==== DATASET EXTRACT ====

//! Per-language type and method-name mapping
//!
//! Every target language provides a stateless strategy implementing
//! [`TypeMapper`]. The type tables are total over [`ParamType`]; unwrap and
//! wrap tables are optional per language and may have gaps, which renderers
//! handle explicitly.

mod csharp;
mod golang;
mod java;
mod python;
mod typescript;

pub use csharp::CSharpMapper;
pub use golang::{GoOffChainMapper, GoOnChainMapper};
pub use java::{JavaOffChainMapper, JavaOnChainMapper};
pub use python::{PythonOffChainMapper, PythonOnChainMapper};
pub use typescript::TypeScriptMapper;

use cpm_core::{Error, ParamType, Result};
use serde::{Deserialize, Serialize};
use std::fmt;
use std::str::FromStr;

/// Target language of a generated SDK
#[derive(Debug, Clone, Copy, PartialEq, Eq, Hash, PartialOrd, Ord, Serialize, Deserialize)]
pub enum Language {
    #[serde(rename = "go", alias = "golang")]
    Go,
    #[serde(rename = "python")]
    Python,
    #[serde(rename = "java")]
    Java,
    #[serde(rename = "csharp")]
    CSharp,
    #[serde(rename = "ts", alias = "typescript")]
    TypeScript,
}

impl Language {
    pub const ALL: [Language; 5] = [
        Language::Go,
        Language::Python,
        Language::Java,
        Language::CSharp,
        Language::TypeScript,
    ];

    pub fn as_str(&self) -> &'static str {
        match self {
            Language::Go => "go",
            Language::Python => "python",
            Language::Java => "java",
            Language::CSharp => "csharp",
            Language::TypeScript => "ts",
        }
    }

    /// Mode used when none is requested explicitly
    pub fn default_mode(&self) -> SdkMode {
        match self {
            Language::TypeScript => SdkMode::OffChain,
            _ => SdkMode::OnChain,
        }
    }

    /// Whether a renderer exists for this language and mode
    pub fn supports(&self, mode: SdkMode) -> bool {
        !matches!(
            (self, mode),
            (Language::CSharp, SdkMode::OffChain) | (Language::TypeScript, SdkMode::OnChain)
        )
    }
}

impl fmt::Display for Language {
    fn fmt(&self, f: &mut fmt::Formatter<'_>) -> fmt::Result {
        f.write_str(self.as_str())
    }
}

impl FromStr for Language {
    type Err = Error;

    fn from_str(s: &str) -> Result<Self> {
        match s.to_lowercase().as_str() {
            "go" | "golang" => Ok(Language::Go),
            "python" => Ok(Language::Python),
            "java" => Ok(Language::Java),
            "csharp" | "c#" => Ok(Language::CSharp),
            "ts" | "typescript" => Ok(Language::TypeScript),
            other => Err(Error::config(format!("language '{}' is unsupported", other))),
        }
    }
}

/// SDK flavour
#[derive(
    Debug, Clone, Copy, PartialEq, Eq, Hash, PartialOrd, Ord, Serialize, Deserialize, clap::ValueEnum,
)]
pub enum SdkMode {
    /// Compiled into another contract, calls the target natively
    #[serde(rename = "onchain")]
    #[value(name = "onchain")]
    OnChain,
    /// Runs in an external client and talks to a node
    #[serde(rename = "offchain")]
    #[value(name = "offchain")]
    OffChain,
}

impl SdkMode {
    pub const ALL: [SdkMode; 2] = [SdkMode::OnChain, SdkMode::OffChain];

    pub fn as_str(&self) -> &'static str {
        match self {
            SdkMode::OnChain => "onchain",
            SdkMode::OffChain => "offchain",
        }
    }
}

impl fmt::Display for SdkMode {
    fn fmt(&self, f: &mut fmt::Formatter<'_>) -> fmt::Result {
        f.write_str(self.as_str())
    }
}

impl FromStr for SdkMode {
    type Err = Error;

    fn from_str(s: &str) -> Result<Self> {
        match s.to_lowercase().as_str() {
            "onchain" | "on-chain" => Ok(SdkMode::OnChain),
            "offchain" | "off-chain" => Ok(SdkMode::OffChain),
            other => Err(Error::config(format!(
                "SDK type '{}' is unsupported, allowed values are onchain, offchain",
                other
            ))),
        }
    }
}

/// Type and naming strategy for one language and mode
pub trait TypeMapper: Send + Sync {
    /// Language this mapper produces code for
    fn language(&self) -> Language;

    /// Language type used for an ABI type
    fn map_type(&self, ty: ParamType) -> &'static str;

    /// Case convention applied to ABI method names
    fn map_method_name(&self, name: &str) -> String;

    /// Expression extracting a typed value from a raw invocation result.
    ///
    /// `None` marks a gap in the language's table.
    fn unwrap_expression(&self, _ty: ParamType) -> Option<&'static str> {
        None
    }

    /// Expression converting an argument into a contract parameter.
    ///
    /// `None` marks a gap in the language's table.
    fn wrap_expression(&self, _ty: ParamType) -> Option<&'static str> {
        None
    }

    /// Type returned to callers, with wrapper substitutions for complex types
    fn return_type(&self, ty: ParamType) -> String {
        self.map_type(ty).to_string()
    }
}

static CSHARP: CSharpMapper = CSharpMapper;
static GO_ON_CHAIN: GoOnChainMapper = GoOnChainMapper;
static GO_OFF_CHAIN: GoOffChainMapper = GoOffChainMapper;
static JAVA_ON_CHAIN: JavaOnChainMapper = JavaOnChainMapper;
static JAVA_OFF_CHAIN: JavaOffChainMapper = JavaOffChainMapper;
static PYTHON_ON_CHAIN: PythonOnChainMapper = PythonOnChainMapper;
static PYTHON_OFF_CHAIN: PythonOffChainMapper = PythonOffChainMapper;
static TYPESCRIPT: TypeScriptMapper = TypeScriptMapper;

/// Select the mapper for a language and mode.
///
/// C# only has an on-chain table and TypeScript only an off-chain one; both
/// languages use their single table for either mode.
pub fn mapper_for(language: Language, mode: SdkMode) -> &'static dyn TypeMapper {
    match (language, mode) {
        (Language::CSharp, _) => &CSHARP,
        (Language::Go, SdkMode::OnChain) => &GO_ON_CHAIN,
        (Language::Go, SdkMode::OffChain) => &GO_OFF_CHAIN,
        (Language::Java, SdkMode::OnChain) => &JAVA_ON_CHAIN,
        (Language::Java, SdkMode::OffChain) => &JAVA_OFF_CHAIN,
        (Language::Python, SdkMode::OnChain) => &PYTHON_ON_CHAIN,
        (Language::Python, SdkMode::OffChain) => &PYTHON_OFF_CHAIN,
        (Language::TypeScript, _) => &TYPESCRIPT,
    }
}

/// Uppercase the first character, leaving the rest untouched
pub fn upper_first(s: &str) -> String {
    let mut chars = s.chars();
    match chars.next() {
        Some(first) => first.to_uppercase().chain(chars).collect(),
        None => String::new(),
    }
}
/// `cpm run`
pub async fn run(config_path: &Path, download_only: bool, sdk_only: bool) -> Result<()> {
    if download_only && sdk_only {
        return Err(anyhow!("sdk-only and download-only flags are mutually exclusive."));
    }

    let manager = load_config(config_path)?;
    let config = manager.config();

    let downloader = if sdk_only {
        None
    } else {
        let neo_express = &config.tools.neo_express;
        Some(
            NeoExpressDownloader::new(
                neo_express.executable_path.clone(),
                neo_express.config_path.clone(),
            )
            .await?,
        )
    };

    run_contracts(&manager, downloader.as_ref().map(|d| d as &dyn Downloader), download_only).await
}

/// Process every configured contract.
///
/// A failing contract is logged and skipped; `run` fails after all contracts were attempted.
async fn run_contracts(
    manager: &ConfigManager,
    downloader: Option<&dyn Downloader>,
    download_only: bool,
) -> Result<()> {
    let contracts = &manager.config().contracts;
    let mut failures = 0;

    for contract in contracts {
        info!(
            "Processing contract '{}' ({})",
            contract.label, contract.script_hash
        );
        if let Err(e) = process_contract(manager, contract, downloader, download_only).await {
            error!("{:#}", e);
            failures += 1;
        }
    }

    if failures > 0 {
        return Err(anyhow!(
            "Failed to process {} of {} contract(s). Use '--log-level DEBUG' for more information",
            failures,
            contracts.len()
        ));
    }
    Ok(())
}

async fn process_contract(
    manager: &ConfigManager,
    contract: &ContractConfig,
    downloader: Option<&dyn Downloader>,
    download_only: bool,
) -> Result<()> {
    let defaults = &manager.config().defaults;
    let hosts = manager.hosts(contract.source_network(defaults))?;

    if let Some(downloader) = downloader {
        download_from_hosts(downloader, &contract.script_hash, hosts)
            .await
            .with_context(|| {
                format!(
                    "Failed to download contract '{}' ({})",
                    contract.label, contract.script_hash
                )
            })?;
    }

    if download_only || !contract.generate_sdk(defaults) {
        return Ok(());
    }

    let state = fetch_manifest_from_hosts(&contract.script_hash, hosts)
        .await
        .with_context(|| {
            format!(
                "Failed to generate SDK for contract '{}' ({})",
                contract.label, contract.script_hash
            )
        })?;
    generate_configured_sdks(manager, contract, &state.manifest)
}

/// Generate every on-chain and off-chain SDK configured for `contract`.
///
/// A failing language does not stop the others; the contract fails at the end.
fn generate_configured_sdks(
    manager: &ConfigManager,
    contract: &ContractConfig,
    manifest: &Manifest,
) -> Result<()> {
    let defaults = &manager.config().defaults;
    let mut failures = 0;

    for mode in SdkMode::ALL {
        for &language in contract.languages(defaults, mode) {
            let config = GenerationConfig::new(language, mode)
                .with_destination(manager.sdk_destination(language, mode))
                .with_script_hash(contract.script_hash);

            if let Err(e) = generate_sdk(manifest, &config, &mut FsSink::new()) {
                error!(
                    "Failed to generate {} {} SDK for contract '{}': {}",
                    mode, language, contract.label, e
                );
                failures += 1;
            }
        }
    }

    if failures > 0 {
        return Err(anyhow!(
            "Failed to generate {} SDK(s) for contract '{}' ({})",
            failures,
            contract.label,
            contract.script_hash
        ));
    }
    Ok(())
}

/// `cpm download contract`
pub async fn download_contract(
    config_path: &Path,
    source: &SourceArgs,
    neoxp_config: Option<String>,
) -> Result<()> {
    let script_hash = parse_script_hash(&source.contract)?;
    let mut manager = load_optional_config(config_path)?;
    let hosts = resolve_hosts(manager.as_ref(), source)?;

    let neo_express = manager
        .as_ref()
        .map(|m| m.config().tools.neo_express.clone())
        .unwrap_or_default();
    let downloader = NeoExpressDownloader::new(
        neo_express.executable_path,
        neoxp_config.unwrap_or(neo_express.config_path),
    )
    .await?;

    download_from_hosts(&downloader, &script_hash, &hosts).await?;

    if source.save() {
        save_contract(manager.as_mut(), config_path, UNKNOWN_CONTRACT_LABEL, script_hash)?;
    }
    Ok(())
}

/// `cpm download manifest`
pub async fn download_manifest(config_path: &Path, source: &SourceArgs) -> Result<()> {
    let script_hash = parse_script_hash(&source.contract)?;
    let mut manager = load_optional_config(config_path)?;
    let hosts = resolve_hosts(manager.as_ref(), source)?;

    let state = fetch_manifest_from_hosts(&script_hash, &hosts)
        .await
        .context("Failed to fetch manifest. Use '--log-level DEBUG' for more information")?;

    let content = serde_json::to_string_pretty(&state.manifest_json)?;
    fs::write(MANIFEST_FILE, content)
        .with_context(|| format!("Failed to write {}", MANIFEST_FILE))?;
    info!("Written manifest to {}", MANIFEST_FILE);

    if source.save() {
        save_contract(manager.as_mut(), config_path, &state.manifest.name, script_hash)?;
    }
    Ok(())
}

/// `cpm generate <language>`
pub fn generate(config_path: &Path, language: Language, args: &GenerateArgs) -> Result<()> {
    let destination = configured_destination(config_path, language, args)?;
    handle_generate_command(language, args, destination)?;
    Ok(())
}

/// SDK destination from the config file, when there is one and no `-o` was given
fn configured_destination(
    config_path: &Path,
    language: Language,
    args: &GenerateArgs,
) -> Result<Option<PathBuf>> {
    if args.output.is_some() {
        return Ok(None);
    }
    let mode = args.mode.unwrap_or_else(|| language.default_mode());
    Ok(load_optional_config(config_path)?
        .map(|manager| PathBuf::from(manager.sdk_destination(language, mode))))
}

fn load_config(config_path: &Path) -> Result<ConfigManager> {
    let manager = ConfigManager::load_from_file(config_path)?;
    if let Err(errors) = manager.validate() {
        let details: Vec<String> = errors.iter().map(|e| e.to_string()).collect();
        return Err(anyhow!(
            "Invalid configuration in {}:\n  {}",
            config_path.display(),
            details.join("\n  ")
        ));
    }
    Ok(manager)
}

fn load_optional_config(config_path: &Path) -> Result<Option<ConfigManager>> {
    if config_path.exists() {
        load_config(config_path).map(Some)
    } else {
        Ok(None)
    }
}

fn resolve_hosts(manager: Option<&ConfigManager>, source: &SourceArgs) -> Result<Vec<String>> {
    match (&source.network, &source.host) {
        (Some(_), Some(_)) => Err(anyhow!("-n and -N flags are mutually exclusive")),
        (Some(label), None) => {
            let manager = manager.ok_or_else(|| {
                anyhow!("Network label '{}' needs a config file. Run `cpm init` first", label)
            })?;
            Ok(manager.hosts(label)?.to_vec())
        }
        (None, Some(host)) => Ok(vec![host.clone()]),
        (None, None) => Err(anyhow!("Must specify either -n or -N flag")),
    }
}

fn save_contract(
    manager: Option<&mut ConfigManager>,
    config_path: &Path,
    label: &str,
    script_hash: ScriptHash,
) -> Result<()> {
    let Some(manager) = manager else {
        warn!(
            "Config file {} not found, contract {} was not saved. Run `cpm init` to create a default config",
            config_path.display(),
            script_hash
        );
        return Ok(());
    };
    if manager.add_contract(label, script_hash) {
        manager.save()?;
        info!("Added contract {} to {}", script_hash, config_path.display());
    } else {
        info!("Contract {} is already in {}", script_hash, config_path.display());
    }
    Ok(())
}

fn parse_script_hash(hash: &str) -> Result<ScriptHash> {
    ScriptHash::from_str_le(hash).with_context(|| format!("failed to convert script hash '{}'", hash))
}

====

# THE TASK:
Using the records above, restate word for word the lines from the one with "(Language::CSharp, _) =>" through the one with "if download_only &&", both included.

# EXERCISE RESULT:
        (Language::CSharp, _) => &CSHARP,
        (Language::Go, SdkMode::OnChain) => &GO_ON_CHAIN,
        (Language::Go, SdkMode::OffChain) => &GO_OFF_CHAIN,
        (Language::Java, SdkMode::OnChain) => &JAVA_ON_CHAIN,
        (Language::Java, SdkMode::OffChain) => &JAVA_OFF_CHAIN,
        (Language::Python, SdkMode::OnChain) => &PYTHON_ON_CHAIN,
        (Language::Python, SdkMode::OffChain) => &PYTHON_OFF_CHAIN,
        (Language::TypeScript, _) => &TYPESCRIPT,
    }
}

/// Uppercase the first character, leaving the rest untouched
pub fn upper_first(s: &str) -> String {
    let mut chars = s.chars();
    match chars.next() {
        Some(first) => first.to_uppercase().chain(chars).collect(),
        None => String::new(),
    }
}
/// `cpm run`
pub async fn run(config_path: &Path, download_only: bool, sdk_only: bool) -> Result<()> {
    if download_only && sdk_only {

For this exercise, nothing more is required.